Вот что значит ‘заглянуть на тот свет’, в тот мир, откуда, по Гамлету, ‘не приносил никто вестей’. А этот несчастный мог бы принести весть, но уже помешался или замолчал, стал косноязычен на всю жизнь. Ничего не сказал и ничего не объяснил. Разве преступники на суде рассказывают романы, как ‘Преступление и наказание’. Все кратко, холодно и голо. Но метафизическая истина есть под этою краткостью. Преступник не сам пошел, а был потянут на свидание ‘глазком, мигнувшим с того света’. Покойница не вся умирала.
…Но часть моя большая,
От тлена убежав, по смерти будет жить… —
как описал Державин в своем ‘Памятнике’. Но было бы грустно, если б не умирали только поэты и вообще люди истории, жить хочется всем, перед смертью мы все одинаковы и права на бессмертие у всех тоже равны. Бедная девушка, почти пансионерка, имела на земле свою душу, свою тоску, свои грезы и очарование и вправе потребовать ‘Памятника’ не хуже державинского. Где же у бедной ее ‘Памятник’? Все ее существо и была только любовь, только способность любви, только энергия любви, застенчивой, пугливой и вместе бессмертной. Но вот, вопреки ее собственным чаяниям, этот-то именно клок ее бытия с розовыми крылышками и не умер, а когда здесь, среди обстановки земной, остались одни логарифмы и механика, поднялся ‘памятником’ и пропел гробовую венчальную песнь.

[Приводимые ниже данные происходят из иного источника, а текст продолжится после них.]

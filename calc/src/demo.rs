//! Walkthrough for `calc demo`.
//!
//! Builds the full report as lines so the binary only has to print them.

use tracing::debug;

use crate::core::collection::{filter, filter_even, filter_odd, map, reduce, sort, sort_by};
use crate::core::dispatcher::{
    Operation, calculate, calculate_with_strategy, fold_with_strategy, try_fold_with_strategy,
};
use crate::core::pipeline::top_even_squares;
use crate::core::reports::{CHEAP_AT_MOST, EXPENSIVE_ABOVE, rank_passing_students, summarize_cart};
use crate::io::config::DemoConfig;

/// Fixed input for the absolute-value sort, chosen to include negatives.
const SIGNED_SAMPLE: [i64; 5] = [-5, 3, -2, 8, -1];

pub fn demo_lines(cfg: &DemoConfig) -> Vec<String> {
    let mut lines = Vec::new();
    calculator_section(cfg, &mut lines);
    strategy_section(cfg, &mut lines);
    array_section(&cfg.numbers, &mut lines);
    reports_section(cfg, &mut lines);
    pipeline_section(cfg, &mut lines);
    debug!(lines = lines.len(), "demo rendered");
    lines
}

fn calculator_section(cfg: &DemoConfig, lines: &mut Vec<String>) {
    let (a, b) = (cfg.operands.a, cfg.operands.b);
    lines.push("== Calculator".to_string());
    lines.push(format!("Numbers: {a} and {b}"));
    for op in Operation::ALL {
        let label = capitalize(&op.to_string());
        let line = match calculate(a, b, op) {
            Ok(value) if op == Operation::Division => {
                format!("{label}: {a} {} {b} = {value:.2}", op.symbol())
            }
            Ok(value) => format!("{label}: {a} {} {b} = {value}", op.symbol()),
            Err(err) => format!("{label} error: {err}"),
        };
        lines.push(line);
    }
    if let Err(err) = calculate(a, 0.0, Operation::Division) {
        lines.push(format!("Error caught: {a} ÷ 0: {err}"));
    }
}

fn strategy_section(cfg: &DemoConfig, lines: &mut Vec<String>) {
    let (a, b) = (cfg.operands.a, cfg.operands.b);
    lines.push("== Strategies".to_string());
    lines.push(format!(
        "Strategy addition: {}",
        calculate_with_strategy(a, b, |x, y| x + y)
    ));
    lines.push(format!(
        "Strategy multiplication: {}",
        calculate_with_strategy(a, b, |x, y| x * y)
    ));

    let as_real: Vec<f64> = cfg.numbers.iter().map(|&n| n as f64).collect();
    lines.push(format!(
        "Fold addition: {}",
        describe_fold(fold_with_strategy(&as_real, |x, y| x + y))
    ));
    let folded_division =
        try_fold_with_strategy(&as_real, |x, y| calculate(x, y, Operation::Division));
    lines.push(match folded_division {
        Ok(value) => format!("Fold division: {}", describe_fold(value)),
        Err(err) => format!("Fold division error: {err}"),
    });
    lines.push(format!(
        "Fold over empty input: {}",
        describe_fold(fold_with_strategy(&[], |x, y| x + y))
    ));
}

fn array_section(numbers: &[i64], lines: &mut Vec<String>) {
    lines.push("== Array operations".to_string());
    lines.push(format!("Original array: {numbers:?}"));
    lines.push(format!("Odd numbers: {:?}", filter_odd(numbers)));
    lines.push(format!("Even numbers: {:?}", filter_even(numbers)));
    lines.push(format!(
        "Numbers greater than 10: {:?}",
        filter(numbers, |n| n > 10)
    ));
    lines.push(format!("Ascending order: {:?}", sort(numbers, true)));
    lines.push(format!("Descending order: {:?}", sort(numbers, false)));
    lines.push(format!(
        "Sorting by absolute value: {:?}",
        sort_by(&SIGNED_SAMPLE, |x, y| x.abs().cmp(&y.abs()))
    ));
    let squares: Option<Vec<i64>> = map(numbers, |n| n.checked_mul(n)).into_iter().collect();
    lines.push(format!("Squares: {}", describe_checked(squares)));
    let labels = map(numbers, |n| format!("Number: {n}"));
    lines.push(format!(
        "String conversion: {:?}...",
        &labels[..labels.len().min(3)]
    ));
    let sum = reduce(numbers, Some(0_i64), |acc, n| acc?.checked_add(n));
    lines.push(format!("Sum: {}", describe_checked(sum)));
    lines.push(format!(
        "Product (1-5): {}",
        reduce(&[1, 2, 3, 4, 5], 1, |acc, n| acc * n)
    ));
}

fn reports_section(cfg: &DemoConfig, lines: &mut Vec<String>) {
    lines.push("== Student grades".to_string());
    let ranked = rank_passing_students(&cfg.students);
    if ranked.is_empty() {
        lines.push("   (no passing students)".to_string());
    }
    lines.extend(ranked.into_iter().map(|line| format!("   {line}")));

    lines.push("== Shopping cart".to_string());
    let summary = summarize_cart(&cfg.cart);
    lines.push(format!("   Total: {:.2}", summary.total));
    lines.push(format!(
        "   Expensive items (>{EXPENSIVE_ABOVE}): {:?}",
        summary.expensive_names
    ));
    lines.push(format!(
        "   Cheap items (<={CHEAP_AT_MOST}): {:?}",
        summary.cheap_names
    ));
}

fn pipeline_section(cfg: &DemoConfig, lines: &mut Vec<String>) {
    let pipeline = &cfg.pipeline;
    lines.push("== Pipeline".to_string());
    lines.push(format!(
        "even -> square -> >{} -> descending -> first {}: {:?}",
        pipeline.threshold,
        pipeline.limit,
        top_even_squares(&pipeline.numbers, pipeline.threshold, pipeline.limit)
    ));
}

fn describe_fold(value: Option<f64>) -> String {
    value.map_or_else(|| "none".to_string(), |v| v.to_string())
}

fn describe_checked<T: std::fmt::Debug>(value: Option<T>) -> String {
    value.map_or_else(|| "overflow".to_string(), |v| format!("{v:?}"))
}

fn capitalize(word: &str) -> String {
    let mut chars = word.chars();
    match chars.next() {
        Some(first) => first.to_uppercase().chain(chars).collect(),
        None => String::new(),
    }
}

Да, это настоящие тайны, подлинные. Это единственное осязаемое и документами удостоверенное доказательство бессмертия человеческой души. ‘Розовое бессмертие’, а не пепельно-холодное. Какая ошибка: всегда в своих научных поисках человек искал удостовериться в бессмертии (вечности) собственно механики и математики своего тела, которые ведь мертвы от начала, а были только одушевлены и завертелись вихрем на 60 лет, на 30, на 10 после маленького ‘романа’ наших родителей. Отсюда инстинкт всемирный, тоже сродный ‘Коринфской невесте’, венчать гроб цветами, венками зелеными. Почему бы? Зачем не кирпич и не песок. Венок и цветок всегда были эмблемами ‘романа’, и мы, совершенно не давая отчета, что делаем, начинаем первые строфы характерного языческого сюжета Гёте, внося гроб в наш христианский храм.
Но меня из темноты могильной
Некий рок к живущим шлет назад.
Ваших клиров пение бессильно,
И попы напрасно мне кадят.
Молодую страсть
Никакая власть:
Ни земля, ни гроб не охладят.
Стихотворение действительно чудно перенято на русский язык. Оно заинтересовало меня со студенческих годов, когда я впервые узнал его и поразился сюжетом. Теперь же скажу в объяснение давнишнего любимого сюжета, что небо бытия помогало не только Гёте-творцу, но и русскому переводчику. До того оно живо, обаятельно. Так веще и нужно.
Впервые опубликовано: Весы. 1904. No 2. Февраль. С. 14—19.